Ellen sauntered slowly toward the steps. She wore her usual long black dress and plain black bonnet, which had to be stifling in the sun, though she did not show it.
“Professor, but what are you doing here?”
“The same thing as you.”
“Remembering,” Bob said, nodding thoughtfully. She sat on the other end of his step, which somehow made things better, as though the old gathering place were again populated by the usual fellows—even though she wasn’t really a “fellow.”
“Do you know the gymnasium on Eliot Street, Professor Swallow? Oh, it is filled with the usual parallel and horizontal bars, clubs, wall weights, you know. Whitney Conant was always there, and of course I’d convinced Mansfield and Eddy to come. Conny, he was experimenting with photographs then, and he took a photo of Mansfield, Eddy, and myself as a human pyramid, with me on my hands on top of their backs, feet in the air! We had to be completely still, Professor, for a full eleven seconds! Can you imagine headstrong old Mansfield that way? That settles it. I’m going to throw myself into exercising again, maybe try fencing again.”
After he located the appropriate stick to represent a foil, Bob shouted, “Guard!” and pointed his weapon upward so the tip was level with his chin. Ellen wasted no time in finding her own branch and assumed perfect posture opposite him.
“You, a fencer?”
“I have studied many of the arts usually reserved for men, you know.”
“Care to try?” asked Bob agreeably.
“Advance!” she declared, and they went through several movements and parries, laughing and shouting the command words as they did.
“Do you know where he is now?” she asked in the middle of their match.
“He?” Bob thrust his branch forward and she stepped back.
“Mr. Mansfield,” she said softly.
He lowered the branch. “Where, indeed. I suppose we grew too warm at each other after everything that happened.”

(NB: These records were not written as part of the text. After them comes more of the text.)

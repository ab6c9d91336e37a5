//! Relayer signing authority
//!
//! The relayer account pays for and signs the outer transaction that carries
//! user operations to the EntryPoint.

use alloy::{
    eips::eip2718::Encodable2718,
    network::{EthereumWallet, TransactionBuilder},
    primitives::{Address, Bytes},
    rpc::types::TransactionRequest,
    signers::local::PrivateKeySigner,
};
use async_trait::async_trait;
use tracing::{debug, info};

use crate::services::chain_gateway::{SignedTransaction, UnsignedTransaction};

#[derive(Debug, Clone, thiserror::Error)]
pub enum SignError {
    #[error("invalid relayer key: {0}")]
    InvalidKey(String),
    #[error("signing failed: {0}")]
    Signing(String),
}

#[async_trait]
pub trait RelaySigner: Send + Sync {
    /// Relayer account address
    fn address(&self) -> Address;

    async fn sign(&self, tx: UnsignedTransaction) -> Result<SignedTransaction, SignError>;
}

/// Signs EIP-1559 transactions with an in-process private key
pub struct LocalRelaySigner {
    wallet: EthereumWallet,
    address: Address,
    chain_id: u64,
}

impl LocalRelaySigner {
    /// # Arguments
    ///
    /// * `private_key` - Relayer private key (hex string, 0x prefix optional)
    /// * `chain_id` - Chain id baked into every signature
    pub fn new(private_key: &str, chain_id: u64) -> Result<Self, SignError> {
        let signer: PrivateKeySigner = private_key
            .trim()
            .parse()
            .map_err(|e| SignError::InvalidKey(format!("{}", e)))?;

        Ok(Self::from_signer(signer, chain_id))
    }

    pub fn from_signer(signer: PrivateKeySigner, chain_id: u64) -> Self {
        let address = signer.address();
        info!(relayer = %address, chain_id = chain_id, "Relay signer ready");

        Self {
            wallet: EthereumWallet::from(signer),
            address,
            chain_id,
        }
    }
}

#[async_trait]
impl RelaySigner for LocalRelaySigner {
    fn address(&self) -> Address {
        self.address
    }

    async fn sign(&self, tx: UnsignedTransaction) -> Result<SignedTransaction, SignError> {
        let request = TransactionRequest::default()
            .with_from(self.address)
            .with_to(tx.to)
            .with_input(tx.input)
            .with_nonce(tx.nonce)
            .with_chain_id(self.chain_id)
            .with_gas_limit(tx.gas_limit)
            .with_max_fee_per_gas(tx.max_fee_per_gas)
            .with_max_priority_fee_per_gas(tx.max_priority_fee_per_gas);

        let envelope = request
            .build(&self.wallet)
            .await
            .map_err(|e| SignError::Signing(e.to_string()))?;

        let hash = *envelope.tx_hash();
        debug!(tx_hash = %hash, nonce = tx.nonce, "Signed relay transaction");

        Ok(SignedTransaction {
            hash,
            raw: Bytes::from(envelope.encoded_2718()),
        })
    }
}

“He did seem out of spirits.”
“He left a note at Mrs. Page’s and took his things with him. He’s gone out of the city, I think. I suppose you must summer and winter with a man before you know him, as they say. It is a hard punishment for me to take. I was drawn to Mansfield the first time I saw him. But for these four years, I have never looked at the old fellow without a pang of shame.”
“Why?”
“You will think me cowardly,” Bob said with uncharacteristic bashfulness.
“I will not, Robert.”
He liked the sound of her saying his name. He owed her something for it, so he sat down and began his story. “Marcus Mansfield was in the Union army, you see. I wasn’t. I wasn’t chosen in the draft, mind you, but I also did not volunteer. Only one of my four brothers served, in fact. Baby brother Harry was too young. The oldest and next oldest paid for substitutes to go in their places, and I waited. And waited. How I wanted to fight more than anything!”
“Why didn’t you?”
“I tell you I was a chicken-heart. Every time I imagined being in uniform, I thought, What if a man in my regiment was in danger and I failed him? I was too much of a coward to take that risk. I wasn’t ready.”

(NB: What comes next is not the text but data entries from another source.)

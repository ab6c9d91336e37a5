//! Durable operation record store
//!
//! Records live in the `operations` table. Every state transition is a single
//! conditional UPDATE keyed by id and the allowed source statuses, so two writers
//! racing on the same record cannot both win, and writers on different records
//! never wait on each other.

use alloy::primitives::B256;
use async_trait::async_trait;
use chrono::Utc;
use sea_orm::sea_query::Expr;
use sea_orm::{
    ActiveModelTrait, ColumnTrait, DatabaseConnection, DbErr, EntityTrait, QueryFilter,
    QueryOrder, Set, SqlErr,
};
use std::str::FromStr;
use tracing::{debug, error};

use crate::entities::operations;
use crate::entities::prelude::Operations;
use crate::models::record::{
    FailureReason, OperationRecord, OperationStatus, SubmissionOutcome,
};

#[derive(Debug, thiserror::Error)]
pub enum StoreError {
    #[error("operation {0} not found")]
    NotFound(String),
    #[error("operation id {0} already exists")]
    DuplicateId(String),
    /// Transition requested from a status that does not allow it. A programming
    /// error in the caller, never retried.
    #[error("operation {id} is {status}, cannot move to {target}")]
    InvalidTransition {
        id: String,
        status: OperationStatus,
        target: OperationStatus,
    },
    #[error("stored operation {id} is unreadable: {reason}")]
    Corrupt { id: String, reason: String },
    #[error("database error: {0}")]
    Database(#[from] DbErr),
}

impl StoreError {
    /// The target record had already reached `completed` or `failed`
    pub fn is_already_terminal(&self) -> bool {
        matches!(self, StoreError::InvalidTransition { status, .. } if status.is_terminal())
    }
}

#[async_trait]
pub trait RecordStore: Send + Sync {
    async fn insert(&self, record: &OperationRecord) -> Result<(), StoreError>;

    /// `pending -> submitted`, remembering the relay transaction hash
    async fn mark_submitted(&self, id: &str, tx_hash: B256) -> Result<(), StoreError>;

    /// `pending | submitted -> completed | failed`
    async fn update_status(&self, id: &str, outcome: &SubmissionOutcome) -> Result<(), StoreError>;

    async fn get(&self, id: &str) -> Result<OperationRecord, StoreError>;

    /// Every record, ordered by creation time then id
    async fn list_all(&self) -> Result<Vec<OperationRecord>, StoreError>;

    /// Records still `pending` or `submitted`
    async fn list_unfinished(&self) -> Result<Vec<OperationRecord>, StoreError>;
}

/// Record store over a SeaORM connection pool
#[derive(Clone)]
pub struct SeaOrmRecordStore {
    db: DatabaseConnection,
}

impl SeaOrmRecordStore {
    pub fn new(db: DatabaseConnection) -> Self {
        Self { db }
    }

    /// Works out why a conditional update touched no rows
    async fn transition_rejected(&self, id: &str, target: OperationStatus) -> StoreError {
        match self.get(id).await {
            Ok(record) => StoreError::InvalidTransition {
                id: id.to_string(),
                status: record.status,
                target,
            },
            Err(e) => e,
        }
    }
}

#[async_trait]
impl RecordStore for SeaOrmRecordStore {
    async fn insert(&self, record: &OperationRecord) -> Result<(), StoreError> {
        let model = to_active_model(record)?;

        model.insert(&self.db).await.map_err(|e| match e.sql_err() {
            Some(SqlErr::UniqueConstraintViolation(_)) => StoreError::DuplicateId(record.id.clone()),
            _ => StoreError::Database(e),
        })?;

        debug!(op_hash = %record.id, "Inserted operation record");
        Ok(())
    }

    async fn mark_submitted(&self, id: &str, tx_hash: B256) -> Result<(), StoreError> {
        let result = Operations::update_many()
            .col_expr(
                operations::Column::Status,
                Expr::value(OperationStatus::Submitted.as_str()),
            )
            .col_expr(operations::Column::TxHash, Expr::value(tx_hash.to_string()))
            .col_expr(operations::Column::UpdatedAt, Expr::value(Utc::now().timestamp()))
            .filter(operations::Column::Id.eq(id))
            .filter(operations::Column::Status.eq(OperationStatus::Pending.as_str()))
            .exec(&self.db)
            .await?;

        if result.rows_affected == 0 {
            return Err(self.transition_rejected(id, OperationStatus::Submitted).await);
        }

        debug!(op_hash = %id, tx_hash = %tx_hash, "Operation marked submitted");
        Ok(())
    }

    async fn update_status(&self, id: &str, outcome: &SubmissionOutcome) -> Result<(), StoreError> {
        let target = outcome.status();
        let (receipt, error_code, error_message) = match outcome {
            SubmissionOutcome::Completed(receipt) => {
                let json = serde_json::to_string(receipt).map_err(|e| StoreError::Corrupt {
                    id: id.to_string(),
                    reason: format!("receipt does not serialize: {}", e),
                })?;
                (Some(json), None, None)
            }
            SubmissionOutcome::Failed(reason) => (
                None,
                Some(reason.code.as_str().to_string()),
                Some(reason.message.clone()),
            ),
        };

        let result = Operations::update_many()
            .col_expr(operations::Column::Status, Expr::value(target.as_str()))
            .col_expr(operations::Column::Receipt, Expr::value(receipt))
            .col_expr(operations::Column::ErrorCode, Expr::value(error_code))
            .col_expr(operations::Column::ErrorMessage, Expr::value(error_message))
            .col_expr(operations::Column::UpdatedAt, Expr::value(Utc::now().timestamp()))
            .filter(operations::Column::Id.eq(id))
            .filter(operations::Column::Status.is_in([
                OperationStatus::Pending.as_str(),
                OperationStatus::Submitted.as_str(),
            ]))
            .exec(&self.db)
            .await?;

        if result.rows_affected == 0 {
            let err = self.transition_rejected(id, target).await;
            if err.is_already_terminal() {
                error!(op_hash = %id, error = %err, "Terminal write on a finished operation");
            }
            return Err(err);
        }

        debug!(op_hash = %id, status = %target, "Operation reached terminal status");
        Ok(())
    }

    async fn get(&self, id: &str) -> Result<OperationRecord, StoreError> {
        let model = Operations::find_by_id(id.to_string())
            .one(&self.db)
            .await?
            .ok_or_else(|| StoreError::NotFound(id.to_string()))?;

        from_model(model)
    }

    async fn list_all(&self) -> Result<Vec<OperationRecord>, StoreError> {
        Operations::find()
            .order_by_asc(operations::Column::CreatedAt)
            .order_by_asc(operations::Column::Id)
            .all(&self.db)
            .await?
            .into_iter()
            .map(from_model)
            .collect()
    }

    async fn list_unfinished(&self) -> Result<Vec<OperationRecord>, StoreError> {
        Operations::find()
            .filter(operations::Column::Status.is_in([
                OperationStatus::Pending.as_str(),
                OperationStatus::Submitted.as_str(),
            ]))
            .order_by_asc(operations::Column::CreatedAt)
            .order_by_asc(operations::Column::Id)
            .all(&self.db)
            .await?
            .into_iter()
            .map(from_model)
            .collect()
    }
}

fn to_active_model(record: &OperationRecord) -> Result<operations::ActiveModel, StoreError> {
    let corrupt = |reason: String| StoreError::Corrupt {
        id: record.id.clone(),
        reason,
    };

    let user_op = serde_json::to_string(&record.operation)
        .map_err(|e| corrupt(format!("operation does not serialize: {}", e)))?;
    let receipt = record
        .receipt
        .as_ref()
        .map(serde_json::to_string)
        .transpose()
        .map_err(|e| corrupt(format!("receipt does not serialize: {}", e)))?;

    Ok(operations::ActiveModel {
        id: Set(record.id.clone()),
        user_op: Set(user_op),
        status: Set(record.status.as_str().to_string()),
        receipt: Set(receipt),
        tx_hash: Set(record.tx_hash.map(|h| h.to_string())),
        error_code: Set(record.failure.as_ref().map(|f| f.code.as_str().to_string())),
        error_message: Set(record.failure.as_ref().map(|f| f.message.clone())),
        created_at: Set(record.created_at),
        updated_at: Set(record.updated_at),
    })
}

fn from_model(model: operations::Model) -> Result<OperationRecord, StoreError> {
    let id = model.id;
    let corrupt = |reason: String| StoreError::Corrupt {
        id: id.clone(),
        reason,
    };

    let operation = serde_json::from_str(&model.user_op)
        .map_err(|e| corrupt(format!("bad operation snapshot: {}", e)))?;
    let status = OperationStatus::from_str(&model.status).map_err(corrupt)?;
    let receipt = model
        .receipt
        .as_deref()
        .map(serde_json::from_str)
        .transpose()
        .map_err(|e| corrupt(format!("bad receipt: {}", e)))?;
    let tx_hash = model
        .tx_hash
        .as_deref()
        .map(B256::from_str)
        .transpose()
        .map_err(|e| corrupt(format!("bad tx hash: {}", e)))?;
    let failure = match model.error_code {
        Some(code) => Some(FailureReason {
            code: code.parse().map_err(corrupt)?,
            message: model.error_message.unwrap_or_default(),
        }),
        None => None,
    };

    Ok(OperationRecord {
        id,
        operation,
        status,
        receipt,
        tx_hash,
        failure,
        created_at: model.created_at,
        updated_at: model.updated_at,
    })
}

“Not volunteering does not make you cowardly.”
“No? Then what?”
“Patient.”
He laughed. “I patiently waited until Lee’s surrender. Mansfield, meanwhile, was rotting in a prison camp. I tell you, there is stuff in that quiet fellow. The other prisoners appointed him their ‘police chief,’ giving him charge of protecting the weaker ones and punishing the wicked ones. I’d have given worlds to have been there by his side. One can only imagine—well, perhaps I always felt I owed him something for that. Though he never talked about it to me but once, when he had too much drink. Do you know, Saturday is decreed the first Decoration Day? They will have it every year from now on, I hear, on the thirtieth of May, to honor the soldiers. There will be parades, music festivals, plays, jubilees.
Wreaths will be placed at cemeteries on the soldiers’ graves. I had asked Mansfield to go with me.”